Il tifo è un batterio estremamente contagioso, seppur decisamente meno letale della peste. Colpì il mondo ad intervalli regolari, protraendosi fino alla Prima Grande Guerra. Solo di recente se ne è potuta studiare la composizione, arrivando a distinguerne ben tre varietà. La febbre tifoide si presenta, dopo qualche settimana, con febbre, mal di testa, mancanza di appetito, malessere generale e tosse. Si trasmetteva per via diretta, attraverso il contatto con acqua o alimenti contaminati.

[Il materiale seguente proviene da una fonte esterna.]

use std::collections::BTreeMap;

use async_trait::async_trait;
use sqlx::PgPool;
use uuid::Uuid;

use super::{StoreError, StoreResult, UserStore};
use crate::models::{
    job::{Job, NewJob},
    user::{NewUser, User},
};

pub struct PgStore {
    pool: PgPool,
}

impl PgStore {
    pub fn new(pool: PgPool) -> Self {
        Self { pool }
    }
}

#[async_trait]
impl UserStore for PgStore {
    async fn find_user_by_email(&self, email: &str) -> StoreResult<Option<User>> {
        let user = sqlx::query_as::<_, User>(
            "SELECT id, email, password_hash, name, created_at FROM users WHERE email = $1",
        )
        .bind(email)
        .fetch_optional(&self.pool)
        .await?;
        Ok(user)
    }

    async fn find_user_by_id(&self, id: Uuid) -> StoreResult<Option<User>> {
        let user = sqlx::query_as::<_, User>(
            "SELECT id, email, password_hash, name, created_at FROM users WHERE id = $1",
        )
        .bind(id)
        .fetch_optional(&self.pool)
        .await?;
        Ok(user)
    }

    async fn create_user(&self, user: NewUser) -> StoreResult<User> {
        let res = sqlx::query_as::<_, User>(
            "INSERT INTO users (id, email, password_hash, name)
             VALUES ($1, $2, $3, $4)
             RETURNING id, email, password_hash, name, created_at",
        )
        .bind(Uuid::new_v4())
        .bind(&user.email)
        .bind(&user.password_hash)
        .bind(&user.name)
        .fetch_one(&self.pool)
        .await;

        match res {
            Ok(row) => Ok(row),
            Err(sqlx::Error::Database(e)) if e.is_unique_violation() => Err(StoreError::EmailTaken),
            Err(e) => Err(e.into()),
        }
    }

    async fn update_password_hash(&self, id: Uuid, password_hash: &str) -> StoreResult<()> {
        let result = sqlx::query(
            "UPDATE users SET password_hash = $1, updated_at = NOW() WHERE id = $2",
        )
        .bind(password_hash)
        .bind(id)
        .execute(&self.pool)
        .await?;

        if result.rows_affected() == 0 {
            return Err(StoreError::UserNotFound);
        }
        Ok(())
    }

    async fn list_settings(&self) -> StoreResult<BTreeMap<String, String>> {
        let rows: Vec<(String, String)> =
            sqlx::query_as("SELECT key, value FROM settings ORDER BY key")
                .fetch_all(&self.pool)
                .await?;
        Ok(rows.into_iter().collect())
    }

    async fn put_setting(&self, key: &str, value: &str) -> StoreResult<()> {
        sqlx::query(
            "INSERT INTO settings (key, value) VALUES ($1, $2)
             ON CONFLICT (key) DO UPDATE SET value = EXCLUDED.value, updated_at = NOW()",
        )
        .bind(key)
        .bind(value)
        .execute(&self.pool)
        .await?;
        Ok(())
    }

    async fn save_job(&self, user_id: Uuid, job: NewJob) -> StoreResult<Job> {
        let row = sqlx::query_as::<_, Job>(
            "INSERT INTO jobs (id, user_id, title, company, url)
             VALUES ($1, $2, $3, $4, $5)
             RETURNING id, user_id, title, company, url, created_at",
        )
        .bind(Uuid::new_v4())
        .bind(user_id)
        .bind(&job.title)
        .bind(&job.company)
        .bind(&job.url)
        .fetch_one(&self.pool)
        .await?;
        Ok(row)
    }

    async fn list_jobs(&self, user_id: Uuid) -> StoreResult<Vec<Job>> {
        let rows = sqlx::query_as::<_, Job>(
            "SELECT id, user_id, title, company, url, created_at
             FROM jobs WHERE user_id = $1 ORDER BY created_at DESC",
        )
        .bind(user_id)
        .fetch_all(&self.pool)
        .await?;
        Ok(rows)
    }

    async fn ping(&self) -> StoreResult<()> {
        sqlx::query("SELECT 1").execute(&self.pool).await?;
        Ok(())
    }
}
use axum::{extract::State, Json};

use crate::{error::ApiError, models::{auth::AuthenticatedUser, job::Job}, AppState};

/// GET /api/jobs: the caller's saved jobs, newest first.
pub async fn list_jobs(
    State(state): State<AppState>,
    user: AuthenticatedUser,
) -> Result<Json<Vec<Job>>, ApiError> {
    Ok(Json(state.store.list_jobs(user.user_id).await?))
}
use std::collections::BTreeMap;

use axum::{
    body::Bytes,
    extract::State,
    http::{header, HeaderMap, StatusCode},
    response::{IntoResponse, Response},
    Json,
};
use serde::Deserialize;
use serde_json::{json, Value};
use sha2::{Digest, Sha256};
use subtle::ConstantTimeEq;

use crate::{
    error::ApiError,
    middleware::{
        admin::require_admin,
        cookies::{build_cookie, clear_cookie, ADMIN_SESSION_COOKIE},
        rate_limit::check_rate_limit,
    },
    models::auth::AdminSession,
    routes::parse_json,
    services::{
        metrics::{record_login, TOKENS_ISSUED_COUNTER},
        password,
    },
    AppState,
};

#[derive(Deserialize)]
pub struct AdminLoginRequest {
    pub username: String,
    pub password: String,
}

#[derive(Deserialize)]
pub struct PutSettingRequest {
    pub key: String,
    pub value: String,
}

/// Compares digests so the timing depends on neither input's length.
fn username_matches(provided: &str, expected: &str) -> bool {
    let provided = Sha256::digest(provided.as_bytes());
    let expected = Sha256::digest(expected.as_bytes());
    bool::from(provided.as_slice().ct_eq(expected.as_slice()))
}

/// POST /api/admin/login
pub async fn login(
    State(state): State<AppState>,
    headers: HeaderMap,
    body: Bytes,
) -> Result<Response, ApiError> {
    check_rate_limit(&state, &state.config.rate_limits.admin_login, &headers)?;

    let account = state
        .admin
        .clone()
        .ok_or(ApiError::Misconfigured("ADMIN_USERNAME / ADMIN_PASSWORD_HASH"))?;

    let req: AdminLoginRequest = parse_json(&body)?;

    // Always pay for the hash, whatever the username
    let password_ok =
        password::verify_password_blocking(req.password, account.password_hash.clone()).await;
    let username_ok = username_matches(&req.username, &account.username);

    if !(password_ok && username_ok) {
        record_login("admin", false);
        tracing::warn!("admin login failed");
        return Err(ApiError::InvalidCredentials);
    }

    let token = state.tokens.issue_admin()?;
    TOKENS_ISSUED_COUNTER.with_label_values(&["admin"]).inc();
    record_login("admin", true);
    tracing::info!("admin logged in");

    let cookie = build_cookie(ADMIN_SESSION_COOKIE, &token, true, state.config.is_production());
    Ok((
        StatusCode::OK,
        [(header::SET_COOKIE, cookie)],
        Json(json!({ "admin": true })),
    )
        .into_response())
}

/// POST /api/admin/logout
pub async fn logout(State(state): State<AppState>) -> Response {
    let cookie = clear_cookie(ADMIN_SESSION_COOKIE, true, state.config.is_production());
    (
        StatusCode::OK,
        [(header::SET_COOKIE, cookie)],
        Json(json!({ "message": "Logged out" })),
    )
        .into_response()
}

/// GET /api/admin/session
pub async fn session(_admin: AdminSession) -> Json<Value> {
    Json(json!({ "admin": true }))
}

/// GET /api/admin/settings
pub async fn list_settings(
    State(state): State<AppState>,
    _admin: AdminSession,
) -> Result<Json<BTreeMap<String, String>>, ApiError> {
    Ok(Json(state.store.list_settings().await?))
}

/// PUT /api/admin/settings
pub async fn put_setting(
    State(state): State<AppState>,
    headers: HeaderMap,
    body: Bytes,
) -> Result<Json<Value>, ApiError> {
    check_rate_limit(&state, &state.config.rate_limits.admin_settings, &headers)?;
    require_admin(&state, &headers)?;

    let req: PutSettingRequest = parse_json(&body)?;
    let key = req.key.trim();
    if key.is_empty() || key.len() > 100 {
        return Err(ApiError::BadRequest("key must be 1-100 characters".into()));
    }
    if req.value.len() > 10_000 {
        return Err(ApiError::BadRequest("value is too long".into()));
    }

    state.store.put_setting(key, &req.value).await?;
    tracing::info!(key, "setting updated");
    Ok(Json(json!({ "key": key, "value": req.value })))
}

#[cfg(test)]
mod tests {
    use super::*;

    #[test]
    fn test_username_matches() {
        assert!(username_matches("admin", "admin"));
        assert!(!username_matches("admin", "Admin"));
        assert!(!username_matches("adm", "admin"));
        assert!(!username_matches("", "admin"));
        assert!(!username_matches("administrator", "admin"));
    }
}
//! Observation models: per-row log-probabilities of Y given the model output.

use nalgebra::DMatrix;
use nd_core::{Device, Error, Result};
use nd_prob::{binomial, math, multinomial, normal};
use serde::{Deserialize, Serialize};

/// Scale offset added after softplus for the normal likelihood.
pub const DEFAULT_NORMAL_EPS: f64 = 1e-3;

/// Observation model family.
#[derive(Debug, Clone, Copy, PartialEq, Serialize, Deserialize)]
#[serde(tag = "family", rename_all = "lowercase")]
pub enum Likelihood {
    /// Successes in `Y[:, 0]` out of per-row trial counts, logit link.
    Binomial,
    /// Category counts, softmax link; trials per row are the row sums.
    Multinomial,
    /// Continuous responses with a single learned scale `softplus(s) + eps`.
    Normal {
        /// Lower bound added to the softplus scale
        eps: f64,
    },
}

impl Likelihood {
    /// Normal likelihood with the default `eps`.
    pub fn normal() -> Self {
        Likelihood::Normal { eps: DEFAULT_NORMAL_EPS }
    }

    /// Family name.
    pub fn name(&self) -> &'static str {
        match self {
            Likelihood::Binomial => "binomial",
            Likelihood::Multinomial => "multinomial",
            Likelihood::Normal { .. } => "normal",
        }
    }

    /// Whether the model carries a learned scale parameter.
    pub fn needs_scale(&self) -> bool {
        matches!(self, Likelihood::Normal { .. })
    }

    /// Log-probabilities and estimates for model output `output`.
    pub fn evaluate(
        &self,
        output: &DMatrix<f64>,
        y: &DMatrix<f64>,
        scale: Option<f64>,
        total_counts: Option<&[u64]>,
        device: Device,
    ) -> Result<Evaluation> {
        self.evaluate_with_gradient(output, y, scale, total_counts, device).map(|(ev, _)| ev)
    }

    /// Like [`Likelihood::evaluate`], also returning `∂(Σ log p)/∂output` and `∂(Σ log p)/∂scale`.
    pub fn evaluate_with_gradient(
        &self,
        output: &DMatrix<f64>,
        y: &DMatrix<f64>,
        scale: Option<f64>,
        total_counts: Option<&[u64]>,
        device: Device,
    ) -> Result<(Evaluation, LikelihoodGradient)> {
        let n = y.nrows();
        if output.nrows() != n {
            return Err(Error::shape("model output rows", n, output.nrows()));
        }

        let rows = match *self {
            Likelihood::Binomial => {
                if output.ncols() != 1 {
                    return Err(Error::Precondition(format!(
                        "binomial likelihood needs a single output column, got {}",
                        output.ncols()
                    )));
                }
                if y.ncols() == 0 {
                    return Err(Error::Validation("binomial response has no columns".into()));
                }
                let totals = total_counts.ok_or_else(|| {
                    Error::Precondition("binomial likelihood requires total counts".into())
                })?;
                if totals.len() != n {
                    return Err(Error::shape("total counts", n, totals.len()));
                }
                device.map_rows(n, |i| binomial_row(y[(i, 0)], totals[i] as f64, output[(i, 0)]))
            }
            Likelihood::Multinomial => {
                if output.ncols() != y.ncols() {
                    return Err(Error::shape("multinomial logits", y.ncols(), output.ncols()));
                }
                device.map_rows(n, |i| {
                    let counts: Vec<f64> = y.row(i).iter().copied().collect();
                    let logits: Vec<f64> = output.row(i).iter().copied().collect();
                    multinomial_row(&counts, &logits)
                })
            }
            Likelihood::Normal { eps } => {
                if total_counts.is_some() {
                    return Err(Error::Precondition(
                        "normal likelihood does not take total counts".into(),
                    ));
                }
                let s = scale.ok_or_else(|| {
                    Error::Precondition("normal likelihood requires a scale parameter".into())
                })?;
                if output.shape() != y.shape() {
                    return Err(Error::shape(
                        "normal means",
                        format!("{:?}", y.shape()),
                        format!("{:?}", output.shape()),
                    ));
                }
                let sigma = math::softplus(s) + eps;
                let dsigma_ds = math::sigmoid(s);
                device.map_rows(n, |i| {
                    let ys: Vec<f64> = y.row(i).iter().copied().collect();
                    let mus: Vec<f64> = output.row(i).iter().copied().collect();
                    normal_row(&ys, &mus, sigma, dsigma_ds)
                })
            }
        };
        let rows = rows.into_iter().collect::<Result<Vec<_>>>()?;

        let lp_cols = rows.first().map_or(0, |r| r.log_probs.len());
        let out_cols = output.ncols();
        let log_probs = DMatrix::from_fn(n, lp_cols, |i, j| rows[i].log_probs[j]);
        let estimate = DMatrix::from_fn(n, out_cols, |i, j| rows[i].estimate[j]);
        let grad_output = DMatrix::from_fn(n, out_cols, |i, j| rows[i].grad[j]);
        let grad_scale = self.needs_scale().then(|| rows.iter().map(|r| r.grad_scale).sum::<f64>());

        Ok((
            Evaluation { log_probs, estimate },
            LikelihoodGradient { output: grad_output, scale: grad_scale },
        ))
    }
}

/// Per-observation log-probabilities together with the model's estimates.
#[derive(Debug, Clone)]
pub struct Evaluation {
    /// N×1 for binomial and multinomial, N×K for normal
    pub log_probs: DMatrix<f64>,
    /// Probabilities (binomial, multinomial) or means (normal)
    pub estimate: DMatrix<f64>,
}

impl Evaluation {
    /// Total log-likelihood.
    pub fn sum(&self) -> f64 {
        self.log_probs.sum()
    }

    /// Mean over every element of `log_probs`.
    pub fn mean(&self) -> f64 {
        if self.log_probs.is_empty() { f64::NAN } else { self.log_probs.mean() }
    }

    /// Log-likelihood of each observation (row sums).
    pub fn per_observation(&self) -> Vec<f64> {
        self.log_probs.column_sum().iter().copied().collect()
    }
}

/// Gradient of the total log-likelihood.
#[derive(Debug, Clone)]
pub struct LikelihoodGradient {
    /// With respect to the model output (same shape as the output)
    pub output: DMatrix<f64>,
    /// With respect to the pre-softplus scale, normal likelihood only
    pub scale: Option<f64>,
}

struct RowTerms {
    log_probs: Vec<f64>,
    estimate: Vec<f64>,
    grad: Vec<f64>,
    grad_scale: f64,
}

fn binomial_row(k: f64, n: f64, logit: f64) -> Result<RowTerms> {
    Ok(RowTerms {
        log_probs: vec![binomial::logpmf_logit(k, n, logit)?],
        estimate: vec![math::sigmoid(logit)],
        grad: vec![binomial::dlogpmf_dlogit(k, n, logit)?],
        grad_scale: 0.0,
    })
}

fn multinomial_row(counts: &[f64], logits: &[f64]) -> Result<RowTerms> {
    Ok(RowTerms {
        log_probs: vec![multinomial::logpmf_logits(counts, logits)?],
        estimate: math::softmax(logits),
        grad: multinomial::dlogpmf_dlogits(counts, logits)?,
        grad_scale: 0.0,
    })
}

fn normal_row(ys: &[f64], mus: &[f64], sigma: f64, dsigma_ds: f64) -> Result<RowTerms> {
    let mut log_probs = Vec::with_capacity(ys.len());
    let mut grad = Vec::with_capacity(ys.len());
    let mut grad_scale = 0.0;
    for (&y, &mu) in ys.iter().zip(mus) {
        log_probs.push(normal::logpdf(y, mu, sigma)?);
        let (dmu, dsigma) = normal::dlogpdf(y, mu, sigma)?;
        grad.push(dmu);
        grad_scale += dsigma * dsigma_ds;
    }
    Ok(RowTerms { log_probs, estimate: mus.to_vec(), grad, grad_scale })
}
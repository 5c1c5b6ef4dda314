//! Normal distribution utilities.

use nd_core::{Error, Result};

/// Natural log of `sqrt(2π)`.
const LN_SQRT_2PI: f64 = 0.918_938_533_204_672_7;

fn validate_sigma(sigma: f64) -> Result<()> {
    if !sigma.is_finite() || sigma <= 0.0 {
        return Err(Error::Validation(format!("sigma must be finite and > 0, got {}", sigma)));
    }
    Ok(())
}

/// Log-PDF of a Normal distribution `N(mu, sigma)` at `x`.
///
/// `log p(x) = -0.5 * ((x-mu)/sigma)^2 - ln(sigma) - ln(sqrt(2π))`
pub fn logpdf(x: f64, mu: f64, sigma: f64) -> Result<f64> {
    validate_sigma(sigma)?;
    let z = (x - mu) / sigma;
    Ok(-0.5 * z * z - sigma.ln() - LN_SQRT_2PI)
}

/// Partial derivatives of [`logpdf`] as `(∂/∂mu, ∂/∂sigma)`.
pub fn dlogpdf(x: f64, mu: f64, sigma: f64) -> Result<(f64, f64)> {
    validate_sigma(sigma)?;
    let r = x - mu;
    let s2 = sigma * sigma;
    Ok((r / s2, r * r / (s2 * sigma) - 1.0 / sigma))
}
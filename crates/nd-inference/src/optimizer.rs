//! Optimization algorithms
//!
//! This module wraps argmin's L-BFGS with a More–Thuente line search behind a
//! small objective trait.

use argmin::core::{
    CostFunction, Executor, Gradient, LineSearch, State, TerminationReason, TerminationStatus,
};
use argmin::solver::linesearch::MoreThuenteLineSearch;
use argmin::solver::quasinewton::LBFGS;
use nd_core::{Error, Result};
use std::fmt;
use std::sync::Arc;
use std::sync::atomic::{AtomicUsize, Ordering};

/// Configuration for the L-BFGS optimizer
#[derive(Debug, Clone)]
pub struct OptimizerConfig {
    /// Maximum number of iterations
    pub max_iter: u64,
    /// Convergence tolerance for gradient norm
    pub tol_grad: f64,
    /// Convergence tolerance for the change in cost between iterations
    pub tol_cost: f64,
    /// Number of corrections to approximate inverse Hessian
    pub m: usize,
    /// First trial step length of every line search
    pub initial_step: f64,
}

impl Default for OptimizerConfig {
    fn default() -> Self {
        Self { max_iter: 1000, tol_grad: 1e-6, tol_cost: 1e-12, m: 10, initial_step: 1.0 }
    }
}

/// Result of optimization
#[derive(Debug, Clone)]
pub struct OptimizationResult {
    /// Best-fit parameters
    pub parameters: Vec<f64>,
    /// Function value at minimum
    pub fval: f64,
    /// Number of iterations
    pub n_iter: u64,
    /// Number of objective (cost) evaluations.
    pub n_fev: usize,
    /// Number of gradient evaluations.
    pub n_gev: usize,
    /// Convergence status
    pub converged: bool,
    /// Whether the iteration budget was exhausted
    pub budget_exhausted: bool,
    /// Termination message
    pub message: String,
}

impl fmt::Display for OptimizationResult {
    fn fmt(&self, f: &mut fmt::Formatter<'_>) -> fmt::Result {
        write!(
            f,
            "OptimizationResult(fval={:.6}, n_iter={}, n_fev={}, n_gev={}, converged={})",
            self.fval, self.n_iter, self.n_fev, self.n_gev, self.converged
        )
    }
}

/// Objective function trait for optimization
pub trait ObjectiveFunction: Send + Sync {
    /// Evaluate function at given parameters
    fn eval(&self, params: &[f64]) -> Result<f64>;

    /// Gradient of [`eval`](ObjectiveFunction::eval) at given parameters
    fn gradient(&self, params: &[f64]) -> Result<Vec<f64>>;
}

/// Wrapper to make ObjectiveFunction compatible with argmin
struct ArgminProblem<'a> {
    objective: &'a dyn ObjectiveFunction,
    counts: Arc<FuncCounts>,
}

#[derive(Default)]
struct FuncCounts {
    cost: AtomicUsize,
    grad: AtomicUsize,
}

impl<'a> CostFunction for ArgminProblem<'a> {
    type Param = Vec<f64>;
    type Output = f64;

    fn cost(&self, params: &Self::Param) -> std::result::Result<Self::Output, argmin::core::Error> {
        self.counts.cost.fetch_add(1, Ordering::Relaxed);
        self.objective.eval(params).map_err(|e| argmin::core::Error::msg(e.to_string()))
    }
}

impl<'a> Gradient for ArgminProblem<'a> {
    type Param = Vec<f64>;
    type Gradient = Vec<f64>;

    fn gradient(
        &self,
        params: &Self::Param,
    ) -> std::result::Result<Self::Gradient, argmin::core::Error> {
        self.counts.grad.fetch_add(1, Ordering::Relaxed);
        self.objective.gradient(params).map_err(|e| argmin::core::Error::msg(e.to_string()))
    }
}

/// Unconstrained L-BFGS optimizer
pub struct LbfgsOptimizer {
    config: OptimizerConfig,
}

impl LbfgsOptimizer {
    /// Create new L-BFGS optimizer with given configuration
    pub fn new(config: OptimizerConfig) -> Self {
        Self { config }
    }

    /// Minimize objective function starting from `init_params`.
    ///
    /// Returns the best parameters seen, whether the run converged or stopped on the
    /// iteration budget.
    pub fn minimize(
        &self,
        objective: &dyn ObjectiveFunction,
        init_params: &[f64],
    ) -> Result<OptimizationResult> {
        if init_params.is_empty() {
            return Err(Error::Validation("cannot optimize zero parameters".to_string()));
        }

        let counts = Arc::new(FuncCounts::default());
        let problem = ArgminProblem { objective, counts: counts.clone() };

        let mut linesearch: MoreThuenteLineSearch<Vec<f64>, Vec<f64>, f64> =
            MoreThuenteLineSearch::new();
        linesearch.initial_step_length(self.config.initial_step).map_err(|e| {
            Error::Validation(format!("Invalid optimizer configuration (initial_step): {e}"))
        })?;

        let solver = LBFGS::new(linesearch, self.config.m)
            .with_tolerance_grad(self.config.tol_grad)
            .map_err(|e| {
                Error::Validation(format!("Invalid optimizer configuration (tol_grad): {e}"))
            })?;
        let solver = solver.with_tolerance_cost(self.config.tol_cost).map_err(|e| {
            Error::Validation(format!("Invalid optimizer configuration (tol_cost): {e}"))
        })?;

        let res = Executor::new(problem, solver)
            .configure(|state| state.param(init_params.to_vec()).max_iters(self.config.max_iter))
            .run()
            .map_err(|e| Error::Computation(format!("Optimization failed: {}", e)))?;

        let state = res.state();
        let parameters = state
            .get_best_param()
            .ok_or_else(|| Error::Computation("No best parameters found".to_string()))?
            .clone();
        let fval = state.get_best_cost();
        let n_iter = state.get_iter();
        let n_fev = counts.cost.load(Ordering::Relaxed);
        let n_gev = counts.grad.load(Ordering::Relaxed);

        let termination = state.get_termination_status();
        let converged = matches!(
            termination,
            TerminationStatus::Terminated(TerminationReason::SolverConverged)
                | TerminationStatus::Terminated(TerminationReason::TargetCostReached)
        );
        let budget_exhausted =
            matches!(termination, TerminationStatus::Terminated(TerminationReason::MaxItersReached));
        let message = termination.to_string();

        Ok(OptimizationResult {
            parameters,
            fval,
            n_iter,
            n_fev,
            n_gev,
            converged,
            budget_exhausted,
            message,
        })
    }
}

#[cfg(test)]
mod tests {
    use super::*;
    use approx::assert_relative_eq;

    fn default_optimizer() -> LbfgsOptimizer {
        LbfgsOptimizer::new(OptimizerConfig::default())
    }

    // f(x, y) = (x - 2)^2 + (y - 3)^2, minimum at (2, 3)
    struct QuadraticFunction;

    impl ObjectiveFunction for QuadraticFunction {
        fn eval(&self, params: &[f64]) -> Result<f64> {
            Ok((params[0] - 2.0).powi(2) + (params[1] - 3.0).powi(2))
        }

        fn gradient(&self, params: &[f64]) -> Result<Vec<f64>> {
            Ok(vec![2.0 * (params[0] - 2.0), 2.0 * (params[1] - 3.0)])
        }
    }

    #[test]
    fn test_optimizer_quadratic() {
        let optimizer = default_optimizer();
        let result = optimizer.minimize(&QuadraticFunction, &[0.0, 0.0]).unwrap();

        assert!(result.converged, "Optimizer should converge: {}", result.message);
        assert_relative_eq!(result.parameters[0], 2.0, epsilon = 1e-4);
        assert_relative_eq!(result.parameters[1], 3.0, epsilon = 1e-4);
        assert_relative_eq!(result.fval, 0.0, epsilon = 1e-6);
    }

    #[test]
    fn test_optimizer_small_initial_step() {
        let config = OptimizerConfig { initial_step: 0.1, ..OptimizerConfig::default() };
        let result = LbfgsOptimizer::new(config).minimize(&QuadraticFunction, &[0.0, 0.0]).unwrap();

        assert_relative_eq!(result.parameters[0], 2.0, epsilon = 1e-4);
        assert_relative_eq!(result.parameters[1], 3.0, epsilon = 1e-4);
    }

    // Quadratic with negative offset: minimum is negative.
    struct QuadraticNegativeOffset;

    impl ObjectiveFunction for QuadraticNegativeOffset {
        fn eval(&self, params: &[f64]) -> Result<f64> {
            Ok((params[0] - 2.0).powi(2) - 5.0)
        }

        fn gradient(&self, params: &[f64]) -> Result<Vec<f64>> {
            Ok(vec![2.0 * (params[0] - 2.0)])
        }
    }

    #[test]
    fn test_optimizer_does_not_stop_at_negative_cost() {
        let result = default_optimizer().minimize(&QuadraticNegativeOffset, &[0.0]).unwrap();

        assert!(result.converged, "Optimizer should converge");
        assert_relative_eq!(result.parameters[0], 2.0, epsilon = 1e-4);
        assert_relative_eq!(result.fval, -5.0, epsilon = 1e-6);
    }

    // Rosenbrock: f(x,y) = (1-x)^2 + 100(y-x^2)^2, minimum at (1, 1)
    struct RosenbrockFunction;

    impl ObjectiveFunction for RosenbrockFunction {
        fn eval(&self, params: &[f64]) -> Result<f64> {
            let (x, y) = (params[0], params[1]);
            Ok((1.0 - x).powi(2) + 100.0 * (y - x.powi(2)).powi(2))
        }

        fn gradient(&self, params: &[f64]) -> Result<Vec<f64>> {
            let (x, y) = (params[0], params[1]);
            Ok(vec![-2.0 * (1.0 - x) - 400.0 * x * (y - x * x), 200.0 * (y - x * x)])
        }
    }

    #[test]
    fn test_optimizer_rosenbrock() {
        let result = default_optimizer().minimize(&RosenbrockFunction, &[0.0, 0.0]).unwrap();

        assert_relative_eq!(result.parameters[0], 1.0, epsilon = 1e-3);
        assert_relative_eq!(result.parameters[1], 1.0, epsilon = 1e-3);
        assert!(result.fval < 1e-4);
    }

    #[test]
    fn test_iteration_budget_is_respected() {
        let config = OptimizerConfig { max_iter: 2, ..OptimizerConfig::default() };
        let result =
            LbfgsOptimizer::new(config).minimize(&RosenbrockFunction, &[-1.2, 1.0]).unwrap();

        assert!(result.n_iter <= 2);
        assert!(!result.converged);
        assert!(result.budget_exhausted, "status: {}", result.message);
        // best-so-far is never worse than the start
        assert!(result.fval <= RosenbrockFunction.eval(&[-1.2, 1.0]).unwrap());
    }

    #[test]
    fn test_invalid_configuration() {
        let config = OptimizerConfig { initial_step: 0.0, ..OptimizerConfig::default() };
        let err = LbfgsOptimizer::new(config).minimize(&QuadraticFunction, &[0.0, 0.0]).unwrap_err();
        assert!(matches!(err, Error::Validation(_)));

        let err = default_optimizer().minimize(&QuadraticFunction, &[]).unwrap_err();
        assert!(matches!(err, Error::Validation(_)));
    }
}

Il tifo petecchiale è invece una malattia epidemica, che compare generalmente in luogo dove l’igiene manca e i pidocchi, principale veicolo di trasmissione, possono proliferare. Si presentava principalmente d’inverno, quando le persone tendevano a lavarsi meno, raggiungendo il 100% di mortalità in caso di epidemia. Il tifo murino, infine, il meno problematico, si trasmetteva principalmente attraverso le pulci dei ratti. Tratto comune rimane dunque, la scarsa igiene che caratterizzava le case e le città durante il Medioevo. Le grandi epidemie di tifo iniziarono sul finire del 1400, presenti principalmente nei soldati spagnoli di ritorno dalle Americhe. Anche Napoleone ne subì il colpo, quando i soldati dovettero ritirarsi dalla campagna di Russia dopo che ne furono colpiti. In Russia poi, complice la povertà e il freddo, il tifo mieteva addirittura novanta mila casi all’anno.  Durante l’inverno del 1915 le epidemie tra i soldati serbi erano talmente diffuse che il tasso di mortalità arrivò al 60%. Tra il 1917 e il 1921, in Russia, si arrivò al picco della malattia, con numeri fino a trenta milioni di contagiati. Questa situazione, unita all’aumento dei prezzi, alla fame e alla povertà, costrinse lo zar Nicola II ad abdicare in favore di un governo provvisorio. Nonostante l’intervento di Lenin che prese il comando della nazione, i morti furono tre milioni.